XPD plays a key role in the repair of DNA and platinum resistance lesions. Cytidine deaminase genes decide the velocity of catalyze gemcitabine. This study aims at investigating the relationship between the XPD, CDA genotypes and the outcome in NSCLC patients. We used RFLP to evaluate genetic polymorphism of the XPD Asp312Asn, XPD Lys751Gln, CDA Lys27Gln and CDA Ala70Thr in 93 NSCLC patients treated with cisplatin-gemcitabine regimen. 44% of patients carrying the XPD 312Asp/Asp had progression of disease, whereas 55.56% with heterozygous XPD 312Asp/Asn had progression of disease as well.
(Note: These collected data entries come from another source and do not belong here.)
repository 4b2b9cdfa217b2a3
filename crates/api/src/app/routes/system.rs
use axum::http::StatusCode;

pub async fn health() -> StatusCode {
    StatusCode::OK
}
There were no significant correlation between XPD Asp312Asn and clinical benefit (P=0.502). 53.95% of patients with wild-type had clinical benefit (PR and SD), 52.94% of patients carrying XPD 751Lys/Gln responded to therapy. There was no difference between different genotype (P=0.517). But the difference of OS between XPD 312Asp/ Asp and XPD 312Asp/Asn was very significant (20.0 months vs 12.4 months, P=0.04). TTP had no difference between the patients with wide-type genotype (10.7 months) and those carrying XPD 751Lys/Gln (7.0 months); However, the OS of patients with wide-type genotype (20.5 months) was longer than that (11.5 months) of patients carrying XPD 751Lys/Gln. No significant differences in TTP or OS were observed in patients carrying different genotype of CDA Lys27Gln. This investigation provides suggestive evidence of a favorable effect about the XPD 312Asp/Asp and XPD 751Lys/Lys genotype on survival in platinum-treated NSCLC. But CDA 27 polymorphism does not affect the efficacy of gemcitabine.